You must have at least one access node for Kubernetes. For faster backups and restores, you can add more access nodes.

The hardware specifications for access nodes are as follows:

  • 2 x vCPUs

  • 4 GB RAM

  • 100 MB of local disk space for the Commvault software

  • 1GbE network interface for backup data


Scale the Kubernetes access nodes horizontally for consistent scaling and performance.

For resilience scaling, add an additional access node. If the recovery point objective (RPO) cannot be met within the backup window, add additional access nodes.

As a general rule of thumb, approximately 32TB data can be transferred in a standard 8 hour backup window, on a 10GbE network configuration.

In addition, the read speed from disks, the network throughput from worker nodes, and the network throughput on your access nodes affect the amount of data transferred in the backup window.

Supported Operating Systems

  • Linux

  • Windows

    • Microsoft Windows Server 2019 Editions

    • Microsoft Windows Server 2016 Editions

Automatic Load Balancing Across Access Nodes

To manage your growing Kubernetes data, Commvault does not recommend increasing the hardware specifications of your access node. Instead, you can add additional access nodes (with identical hardware specifications) to your Kubernetes hypervisor. The Commvault software performs automatic load balancing across the access nodes.

Network Port Requirements

Kubernetes protection will be coordinated and performed by the Commvault access nodes. In environments where a firewall exists between your access nodes and the Kubernetes cluster, the following ports are required to be open:

  • TCP: API_server_port_number incoming to your Kubernetes master server from the access nodes.

    Note: The default port of kube-apiserver is 443. To validate your cluster, run the following command on your API server:grep server /etc/kubernetes/admin.conf

No other ports are required.

Firewall Considerations

The Commvault software requires a Layer 3 network connection between the access node and the Kubernetes API server endpoint on port 443 (or equivalent TLS-SSL port in the /etc/kubernetes/admin.conf file on the admin server).

External Connectivity

  • Optional: Access to Docker Hub (https://hub.docker.com) from the Kubernetes cluster, to download the following docker image: https://hub.docker.com/_/debian.

    Note: Commvault downloads and uses the debian:stretch-slim image to create a temporary container during backups.

Air-Gapped Clusters

By default, the Kubernetes agent downloads the image from the Docker Hub (https://hub.docker.com) to run backups and restores. For air-gapped clusters, create the following additional settings to run backups and restores.

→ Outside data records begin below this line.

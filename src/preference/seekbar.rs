//! Discrete sliders over int or float ranges
//!
//! A slider widget only knows positions `0..=step_count`. The params map
//! between those positions and the real values the rest of the system
//! reads, so `min` need not be zero and steps need not be one.

use serde::Serialize;
use std::fmt;
use tracing::warn;

use super::Dependency;
use crate::constants::suffix;
use crate::store::{PreferenceStore, StoreEditor};

pub fn value_key(key: &str) -> String {
    format!("{key}{}", suffix::SEEKBAR_VALUE)
}

/// Numeric types a seekbar can range over
pub trait SeekbarNumber: Copy + PartialOrd + fmt::Debug + fmt::Display + Serialize {
    /// Whole steps from `from` to `to`, rounded down
    fn steps_between(from: Self, to: Self, step_size: Self) -> i32;

    fn offset(min: Self, step_size: Self, steps: i32) -> Self;

    fn is_positive(self) -> bool;

    fn parse_value(text: &str) -> Option<Self>;

    fn read(store: &dyn PreferenceStore, key: &str, default: Self) -> Self;

    fn write(editor: &mut StoreEditor, key: &str, value: Self);
}

impl SeekbarNumber for i32 {
    fn steps_between(from: Self, to: Self, step_size: Self) -> i32 {
        if step_size <= 0 {
            return 0;
        }
        let steps = (i64::from(to) - i64::from(from)).div_euclid(i64::from(step_size));
        steps.clamp(i64::from(i32::MIN), i64::from(i32::MAX)) as i32
    }

    fn offset(min: Self, step_size: Self, steps: i32) -> Self {
        min.saturating_add(step_size.saturating_mul(steps))
    }

    fn is_positive(self) -> bool {
        self > 0
    }

    fn parse_value(text: &str) -> Option<Self> {
        text.trim().parse().ok()
    }

    fn read(store: &dyn PreferenceStore, key: &str, default: Self) -> Self {
        store.get_int(key, default)
    }

    fn write(editor: &mut StoreEditor, key: &str, value: Self) {
        editor.put_int(key, value);
    }
}

/// Absorbs rounding error so that e.g. 0.3 / 0.1 counts as 3 steps
const FLOAT_STEP_EPSILON: f32 = 1e-4;

impl SeekbarNumber for f32 {
    fn steps_between(from: Self, to: Self, step_size: Self) -> i32 {
        if step_size.is_nan() || step_size <= 0.0 {
            return 0;
        }
        // `as` saturates and maps NaN to 0
        ((to - from) / step_size + FLOAT_STEP_EPSILON).floor() as i32
    }

    fn offset(min: Self, step_size: Self, steps: i32) -> Self {
        min + steps as f32 * step_size
    }

    fn is_positive(self) -> bool {
        self > 0.0
    }

    fn parse_value(text: &str) -> Option<Self> {
        text.trim().parse().ok()
    }

    fn read(store: &dyn PreferenceStore, key: &str, default: Self) -> Self {
        store.get_float(key, default)
    }

    fn write(editor: &mut StoreEditor, key: &str, value: Self) {
        editor.put_float(key, value);
    }
}

/// Range, step and current position of a seekbar.
/// The persisted value lives at `key_value`.
#[derive(Debug, Clone, PartialEq, Serialize)]
pub struct SeekbarParams<N: SeekbarNumber> {
    pub min: N,
    pub max: N,
    pub step_size: N,
    pub default_value: N,
    selected_step: i32,
}

impl<N: SeekbarNumber> SeekbarParams<N> {
    pub fn new(min: N, max: N, step_size: N, default_value: N) -> Self {
        let mut params = Self {
            min,
            max,
            step_size,
            default_value,
            selected_step: 0,
        };
        if !step_size.is_positive() {
            warn!(step_size = %step_size, "Seekbar step size must be positive, slider will have a single position");
        }
        params.selected_step = params.value_to_step(default_value);
        params
    }

    /// Number of gaps between slider positions
    pub fn step_count(&self) -> i32 {
        N::steps_between(self.min, self.max, self.step_size).max(0)
    }

    pub fn selected_step(&self) -> i32 {
        self.selected_step
    }

    pub fn set_selected_step(&mut self, step: i32) {
        self.selected_step = step.clamp(0, self.step_count());
    }

    /// Real value at the selected position
    pub fn value(&self) -> N {
        N::offset(self.min, self.step_size, self.selected_step)
    }

    pub fn set_value(&mut self, value: N) {
        self.selected_step = self.value_to_step(value);
    }

    /// Slider position for a value, clamped to the slider range
    pub fn value_to_step(&self, value: N) -> i32 {
        N::steps_between(self.min, value, self.step_size).clamp(0, self.step_count())
    }

    pub(crate) fn load(&mut self, key: &str, store: &dyn PreferenceStore) {
        let stored = N::read(store, &value_key(key), self.default_value);
        self.selected_step = self.value_to_step(stored);
    }

    pub(crate) fn save(&self, key: &str, editor: &mut StoreEditor) {
        N::write(editor, &value_key(key), self.value());
    }

    pub(crate) fn meets_dependency(&self, dependency: &Dependency) -> bool {
        match N::parse_value(&dependency.value) {
            Some(expected) => dependency.operator.compare(&self.value(), &expected),
            None => {
                warn!(dependency = %dependency, "Seekbar dependency value is not numeric");
                true
            }
        }
    }
}

#[cfg(test)]
mod tests {
    use super::*;
    use crate::preference::Operator;
    use crate::store::MemoryStore;

    #[test]
    fn test_int_step_count() {
        assert_eq!(SeekbarParams::new(3, 10, 1, 3).step_count(), 7);
        assert_eq!(SeekbarParams::new(0, 10, 2, 0).step_count(), 5);
        assert_eq!(SeekbarParams::new(0, 9, 3, 0).step_count(), 3);
        assert_eq!(SeekbarParams::new(-10, -1, 1, -10).step_count(), 9);
    }

    #[test]
    fn test_int_value_to_step_clamps() {
        let params = SeekbarParams::new(3, 10, 1, 3);
        assert_eq!(params.value_to_step(3), 0);
        assert_eq!(params.value_to_step(5), 2);
        assert_eq!(params.value_to_step(8), 5);
        assert_eq!(params.value_to_step(10), 7);
        assert_eq!(params.value_to_step(0), 0);
        assert_eq!(params.value_to_step(11), 7);
    }

    #[test]
    fn test_int_selected_step_derives_value() {
        let mut params = SeekbarParams::new(-10, 10, 1, -10);
        assert_eq!(params.selected_step(), 0);
        assert_eq!(params.value(), -10);

        params.set_selected_step(3);
        assert_eq!(params.value(), -7);

        params.set_selected_step(100);
        assert_eq!(params.selected_step(), 20);
        params.set_selected_step(-4);
        assert_eq!(params.selected_step(), 0);
    }

    #[test]
    fn test_int_default_value_sets_initial_step() {
        let params = SeekbarParams::new(0, 100, 10, 45);
        assert_eq!(params.selected_step(), 4);
        assert_eq!(params.value(), 40);
    }

    #[test]
    fn test_float_step_count() {
        assert_eq!(SeekbarParams::new(0.0_f32, 1.0, 1.0, 0.0).step_count(), 1);
        assert_eq!(SeekbarParams::new(0.0_f32, 1.0, 0.5, 0.0).step_count(), 2);
        assert_eq!(SeekbarParams::new(0.0_f32, 4.5, 0.25, 0.0).step_count(), 18);
        assert_eq!(SeekbarParams::new(3.0_f32, 7.5, 0.5, 3.0).step_count(), 9);
        assert_eq!(SeekbarParams::new(0.0_f32, 0.3, 0.1, 0.0).step_count(), 3);
    }

    #[test]
    fn test_float_value_to_step() {
        let params = SeekbarParams::new(3.0_f32, 7.5, 0.5, 3.0);
        assert_eq!(params.value_to_step(3.0), 0);
        assert_eq!(params.value_to_step(5.0), 4);
        assert_eq!(params.value_to_step(6.5), 7);
        assert_eq!(params.value_to_step(7.5), 9);
        assert_eq!(params.value_to_step(0.0), 0);
        assert_eq!(params.value_to_step(11.0), 9);
        // between steps rounds down
        assert_eq!(params.value_to_step(3.25), 0);
    }

    #[test]
    fn test_float_selected_step_value() {
        let mut params = SeekbarParams::new(0.0_f32, 1.0, 0.25, 0.0);
        params.set_selected_step(3);
        assert_eq!(params.step_count(), 4);
        assert_eq!(params.value(), 0.75);
    }

    #[test]
    fn test_zero_step_size_has_single_position() {
        let mut params = SeekbarParams::new(0, 10, 0, 5);
        assert_eq!(params.step_count(), 0);
        params.set_selected_step(4);
        assert_eq!(params.selected_step(), 0);
        assert_eq!(params.value(), 0);
    }

    #[test]
    fn test_int_save_then_load() {
        let mut saved = SeekbarParams::new(-10, 10, 1, -10);
        saved.set_value(5);

        let mut store = MemoryStore::new();
        let mut editor = StoreEditor::new();
        saved.save("volume", &mut editor);
        store.commit(editor).unwrap();
        assert_eq!(store.get_int("volume_value", 0), 5);

        let mut loaded = SeekbarParams::new(-10, 10, 1, -10);
        loaded.load("volume", &store);
        assert_eq!(loaded.value(), 5);
    }

    #[test]
    fn test_float_save_then_load() {
        let mut saved = SeekbarParams::new(-10.0_f32, 10.0, 1.0, -10.0);
        saved.set_value(5.0);

        let mut store = MemoryStore::new();
        let mut editor = StoreEditor::new();
        saved.save("ratio", &mut editor);
        store.commit(editor).unwrap();
        assert_eq!(store.get_float("ratio_value", 0.0), 5.0);

        let mut loaded = SeekbarParams::new(-10.0_f32, 10.0, 1.0, -10.0);
        loaded.load("ratio", &store);
        assert_eq!(loaded.value(), 5.0);
    }

    #[test]
    fn test_load_missing_uses_default() {
        let mut params = SeekbarParams::new(0, 10, 1, 6);
        params.set_selected_step(1);
        params.load("missing", &MemoryStore::new());
        assert_eq!(params.value(), 6);
    }

    #[test]
    fn test_dependency_ordering() {
        let mut params = SeekbarParams::new(0, 10, 1, 0);
        params.set_value(4);
        assert!(params.meets_dependency(&Dependency::new("level", Operator::Ge, "4")));
        assert!(params.meets_dependency(&Dependency::new("level", Operator::Lt, "5")));
        assert!(!params.meets_dependency(&Dependency::new("level", Operator::Gt, "4")));
        assert!(params.meets_dependency(&Dependency::new("level", Operator::Eq, "many")));

        let mut float = SeekbarParams::new(0.0_f32, 1.0, 0.25, 0.0);
        float.set_value(0.5);
        assert!(float.meets_dependency(&Dependency::new("ratio", Operator::Ne, "1")));
        assert!(!float.meets_dependency(&Dependency::new("ratio", Operator::Le, "0")));
    }
}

  1. Verify that the debian:stretch-slim image is available on the private registry.

    The private registry is used only to create intermittent Commvault pods that are used for backups and restores.

  2. Create the following additional settings and provide their values:

    • sK8sUseImageRegistry - Set the value to Custom to obtain the private registry URL value from the sK8sImageRegistryUrl additional setting.

    • sK8sImageRegistryUrl - Set the value to a private registry URL along with port, if any. For example, cvregistry.cv.com:5000.

    • sK8sImageSecretName - Set the value to Secret to obtain the secret from the image.

      Next time when you run a backup job, the intermittent CV pods use debian:stretch-slim image from the registry provided in the sK8sImageRegistryUrl additional setting.